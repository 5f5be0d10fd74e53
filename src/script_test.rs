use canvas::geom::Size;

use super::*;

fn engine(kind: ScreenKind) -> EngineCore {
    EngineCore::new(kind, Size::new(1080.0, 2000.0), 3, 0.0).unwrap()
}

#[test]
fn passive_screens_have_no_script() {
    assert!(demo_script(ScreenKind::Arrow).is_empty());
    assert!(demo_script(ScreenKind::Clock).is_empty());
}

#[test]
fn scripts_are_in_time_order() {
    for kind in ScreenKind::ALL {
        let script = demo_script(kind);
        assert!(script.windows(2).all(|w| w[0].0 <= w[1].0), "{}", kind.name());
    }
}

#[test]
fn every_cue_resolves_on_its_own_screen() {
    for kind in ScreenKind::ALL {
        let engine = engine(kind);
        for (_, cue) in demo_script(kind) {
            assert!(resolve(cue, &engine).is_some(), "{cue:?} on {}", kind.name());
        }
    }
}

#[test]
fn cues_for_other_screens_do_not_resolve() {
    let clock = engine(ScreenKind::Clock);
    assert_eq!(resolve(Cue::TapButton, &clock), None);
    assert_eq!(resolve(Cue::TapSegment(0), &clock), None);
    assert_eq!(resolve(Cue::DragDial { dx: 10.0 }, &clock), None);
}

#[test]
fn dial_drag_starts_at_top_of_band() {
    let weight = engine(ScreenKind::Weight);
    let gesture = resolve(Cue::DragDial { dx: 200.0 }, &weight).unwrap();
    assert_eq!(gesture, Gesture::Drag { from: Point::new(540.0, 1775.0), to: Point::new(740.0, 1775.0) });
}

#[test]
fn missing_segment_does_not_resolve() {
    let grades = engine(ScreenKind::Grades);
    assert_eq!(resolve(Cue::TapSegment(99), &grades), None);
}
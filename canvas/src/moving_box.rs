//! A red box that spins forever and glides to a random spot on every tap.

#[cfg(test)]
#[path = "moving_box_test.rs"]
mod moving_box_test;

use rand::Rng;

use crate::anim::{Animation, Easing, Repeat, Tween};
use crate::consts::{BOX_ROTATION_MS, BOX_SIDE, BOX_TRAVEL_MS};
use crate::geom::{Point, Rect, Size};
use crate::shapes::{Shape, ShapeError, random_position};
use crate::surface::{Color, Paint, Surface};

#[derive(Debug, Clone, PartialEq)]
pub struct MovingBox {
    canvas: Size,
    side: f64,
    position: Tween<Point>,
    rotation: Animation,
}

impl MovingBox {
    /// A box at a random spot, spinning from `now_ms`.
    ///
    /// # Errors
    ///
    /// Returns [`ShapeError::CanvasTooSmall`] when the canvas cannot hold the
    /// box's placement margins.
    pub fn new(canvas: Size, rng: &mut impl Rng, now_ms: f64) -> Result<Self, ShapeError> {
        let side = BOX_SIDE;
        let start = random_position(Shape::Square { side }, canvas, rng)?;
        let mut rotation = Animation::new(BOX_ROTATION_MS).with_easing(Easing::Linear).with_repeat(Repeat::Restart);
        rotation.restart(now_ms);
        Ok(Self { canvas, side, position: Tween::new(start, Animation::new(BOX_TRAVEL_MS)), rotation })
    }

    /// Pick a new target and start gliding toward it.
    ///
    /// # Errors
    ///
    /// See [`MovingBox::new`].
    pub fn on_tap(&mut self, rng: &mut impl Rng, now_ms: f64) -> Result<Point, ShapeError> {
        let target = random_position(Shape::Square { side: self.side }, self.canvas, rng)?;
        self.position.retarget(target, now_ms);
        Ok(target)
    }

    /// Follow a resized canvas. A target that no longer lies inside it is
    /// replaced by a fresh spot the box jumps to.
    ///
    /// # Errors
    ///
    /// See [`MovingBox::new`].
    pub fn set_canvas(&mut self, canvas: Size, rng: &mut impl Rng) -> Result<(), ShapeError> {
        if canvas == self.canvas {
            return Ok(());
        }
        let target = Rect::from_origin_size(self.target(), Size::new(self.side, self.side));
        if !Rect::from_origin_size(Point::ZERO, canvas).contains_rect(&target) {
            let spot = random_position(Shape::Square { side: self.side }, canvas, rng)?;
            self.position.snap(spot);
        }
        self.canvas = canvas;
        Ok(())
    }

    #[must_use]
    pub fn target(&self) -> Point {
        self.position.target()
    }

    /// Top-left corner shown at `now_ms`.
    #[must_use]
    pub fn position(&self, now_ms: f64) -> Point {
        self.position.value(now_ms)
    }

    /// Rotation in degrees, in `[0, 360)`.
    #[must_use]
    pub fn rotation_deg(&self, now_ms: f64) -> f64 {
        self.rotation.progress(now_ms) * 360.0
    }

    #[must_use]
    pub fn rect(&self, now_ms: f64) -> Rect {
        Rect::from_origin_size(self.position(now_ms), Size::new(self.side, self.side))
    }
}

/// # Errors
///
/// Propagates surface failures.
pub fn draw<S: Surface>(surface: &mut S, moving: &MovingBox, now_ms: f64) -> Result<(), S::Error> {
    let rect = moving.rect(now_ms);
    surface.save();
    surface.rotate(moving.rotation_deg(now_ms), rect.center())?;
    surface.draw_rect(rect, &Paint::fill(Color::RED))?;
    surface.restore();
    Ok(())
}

───

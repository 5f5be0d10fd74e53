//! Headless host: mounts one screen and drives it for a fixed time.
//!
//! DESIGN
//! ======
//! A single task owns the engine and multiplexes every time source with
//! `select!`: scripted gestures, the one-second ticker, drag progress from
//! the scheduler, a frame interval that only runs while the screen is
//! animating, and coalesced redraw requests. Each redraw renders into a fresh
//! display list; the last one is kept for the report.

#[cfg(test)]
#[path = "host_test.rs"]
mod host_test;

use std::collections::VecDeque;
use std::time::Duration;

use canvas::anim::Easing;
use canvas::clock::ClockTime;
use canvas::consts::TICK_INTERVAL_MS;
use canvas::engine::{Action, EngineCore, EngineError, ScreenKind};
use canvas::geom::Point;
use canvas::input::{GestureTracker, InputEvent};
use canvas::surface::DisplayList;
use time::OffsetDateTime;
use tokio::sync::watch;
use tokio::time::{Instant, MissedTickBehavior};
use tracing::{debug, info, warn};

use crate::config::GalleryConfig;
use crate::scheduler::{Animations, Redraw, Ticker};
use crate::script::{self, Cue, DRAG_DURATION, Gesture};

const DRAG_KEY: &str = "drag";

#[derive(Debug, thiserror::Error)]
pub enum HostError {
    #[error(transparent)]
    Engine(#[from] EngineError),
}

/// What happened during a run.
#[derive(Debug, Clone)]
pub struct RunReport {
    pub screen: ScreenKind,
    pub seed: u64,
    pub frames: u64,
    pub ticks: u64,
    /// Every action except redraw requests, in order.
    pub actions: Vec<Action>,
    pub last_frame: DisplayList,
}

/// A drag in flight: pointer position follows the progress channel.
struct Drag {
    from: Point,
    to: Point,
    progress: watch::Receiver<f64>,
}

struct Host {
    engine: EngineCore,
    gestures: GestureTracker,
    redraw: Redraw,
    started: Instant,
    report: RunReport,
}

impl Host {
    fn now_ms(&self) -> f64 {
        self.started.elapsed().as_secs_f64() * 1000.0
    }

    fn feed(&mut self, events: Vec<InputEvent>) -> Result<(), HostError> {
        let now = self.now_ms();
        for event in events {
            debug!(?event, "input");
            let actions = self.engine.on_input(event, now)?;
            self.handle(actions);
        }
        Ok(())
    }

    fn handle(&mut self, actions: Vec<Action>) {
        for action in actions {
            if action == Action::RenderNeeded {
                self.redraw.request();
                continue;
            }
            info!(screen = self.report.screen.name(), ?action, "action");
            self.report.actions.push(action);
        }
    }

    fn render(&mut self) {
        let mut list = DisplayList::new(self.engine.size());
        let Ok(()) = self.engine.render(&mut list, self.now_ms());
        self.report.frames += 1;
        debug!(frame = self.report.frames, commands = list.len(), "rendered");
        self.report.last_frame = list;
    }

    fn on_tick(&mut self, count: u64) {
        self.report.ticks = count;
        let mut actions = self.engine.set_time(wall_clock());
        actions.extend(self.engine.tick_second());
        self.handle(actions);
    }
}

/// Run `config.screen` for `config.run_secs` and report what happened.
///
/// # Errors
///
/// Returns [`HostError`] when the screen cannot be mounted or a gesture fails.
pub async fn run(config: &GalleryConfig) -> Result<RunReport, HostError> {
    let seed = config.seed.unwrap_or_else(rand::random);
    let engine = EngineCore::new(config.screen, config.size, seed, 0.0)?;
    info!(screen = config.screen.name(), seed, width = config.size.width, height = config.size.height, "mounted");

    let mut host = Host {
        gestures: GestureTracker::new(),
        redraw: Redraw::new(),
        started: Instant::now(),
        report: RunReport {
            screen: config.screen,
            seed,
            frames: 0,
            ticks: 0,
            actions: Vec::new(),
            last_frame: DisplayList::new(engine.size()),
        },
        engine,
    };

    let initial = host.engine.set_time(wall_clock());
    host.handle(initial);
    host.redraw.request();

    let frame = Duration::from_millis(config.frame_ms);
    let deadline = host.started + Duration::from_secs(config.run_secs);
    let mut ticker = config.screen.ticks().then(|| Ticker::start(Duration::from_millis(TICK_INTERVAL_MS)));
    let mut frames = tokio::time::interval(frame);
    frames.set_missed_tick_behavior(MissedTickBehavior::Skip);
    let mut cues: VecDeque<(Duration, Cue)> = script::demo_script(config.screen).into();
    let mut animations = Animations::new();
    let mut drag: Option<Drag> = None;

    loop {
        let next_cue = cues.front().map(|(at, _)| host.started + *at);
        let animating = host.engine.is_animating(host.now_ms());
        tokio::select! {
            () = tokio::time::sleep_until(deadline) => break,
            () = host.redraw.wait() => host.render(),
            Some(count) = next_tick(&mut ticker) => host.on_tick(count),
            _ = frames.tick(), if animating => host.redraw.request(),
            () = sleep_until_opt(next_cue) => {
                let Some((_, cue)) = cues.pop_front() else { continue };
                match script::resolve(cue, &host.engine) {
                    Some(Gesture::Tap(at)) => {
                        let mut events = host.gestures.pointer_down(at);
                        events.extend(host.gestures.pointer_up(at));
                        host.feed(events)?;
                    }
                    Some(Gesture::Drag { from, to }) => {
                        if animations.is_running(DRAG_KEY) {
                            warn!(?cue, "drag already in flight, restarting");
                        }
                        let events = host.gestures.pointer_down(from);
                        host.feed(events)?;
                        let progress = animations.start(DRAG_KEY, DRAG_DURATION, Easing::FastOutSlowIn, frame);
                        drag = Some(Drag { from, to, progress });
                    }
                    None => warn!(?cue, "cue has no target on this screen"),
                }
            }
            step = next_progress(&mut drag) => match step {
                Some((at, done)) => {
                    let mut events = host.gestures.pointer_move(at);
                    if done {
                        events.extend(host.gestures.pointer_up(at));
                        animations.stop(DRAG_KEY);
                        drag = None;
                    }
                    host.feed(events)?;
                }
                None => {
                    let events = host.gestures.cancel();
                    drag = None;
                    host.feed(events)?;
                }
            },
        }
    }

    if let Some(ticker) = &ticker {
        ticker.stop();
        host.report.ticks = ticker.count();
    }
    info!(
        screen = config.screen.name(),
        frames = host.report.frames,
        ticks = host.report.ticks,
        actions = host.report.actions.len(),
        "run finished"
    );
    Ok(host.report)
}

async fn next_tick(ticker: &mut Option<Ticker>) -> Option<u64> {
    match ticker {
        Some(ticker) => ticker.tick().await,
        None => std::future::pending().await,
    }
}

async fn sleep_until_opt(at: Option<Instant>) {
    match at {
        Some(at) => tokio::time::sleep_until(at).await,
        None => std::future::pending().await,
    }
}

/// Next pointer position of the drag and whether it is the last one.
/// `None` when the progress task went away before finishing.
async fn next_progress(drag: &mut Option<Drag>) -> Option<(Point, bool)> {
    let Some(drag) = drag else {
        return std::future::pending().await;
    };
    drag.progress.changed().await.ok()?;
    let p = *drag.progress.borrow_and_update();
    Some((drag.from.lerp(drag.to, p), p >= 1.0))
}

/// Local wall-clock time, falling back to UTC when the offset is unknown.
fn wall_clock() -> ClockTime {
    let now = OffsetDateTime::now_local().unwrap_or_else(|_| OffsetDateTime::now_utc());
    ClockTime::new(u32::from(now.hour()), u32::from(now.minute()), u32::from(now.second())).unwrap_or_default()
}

───

Take the entries above and return only the lines from the one with "self.redraw.request();" to the one with "debug!(frame = self.report.frames, commands", both included, unchanged.

                self.redraw.request();
                continue;
            }
            info!(screen = self.report.screen.name(), ?action, "action");
            self.report.actions.push(action);
        }
    }

    fn render(&mut self) {
        let mut list = DisplayList::new(self.engine.size());
        let Ok(()) = self.engine.render(&mut list, self.now_ms());
        self.report.frames += 1;
        debug!(frame = self.report.frames, commands = list.len(), "rendered");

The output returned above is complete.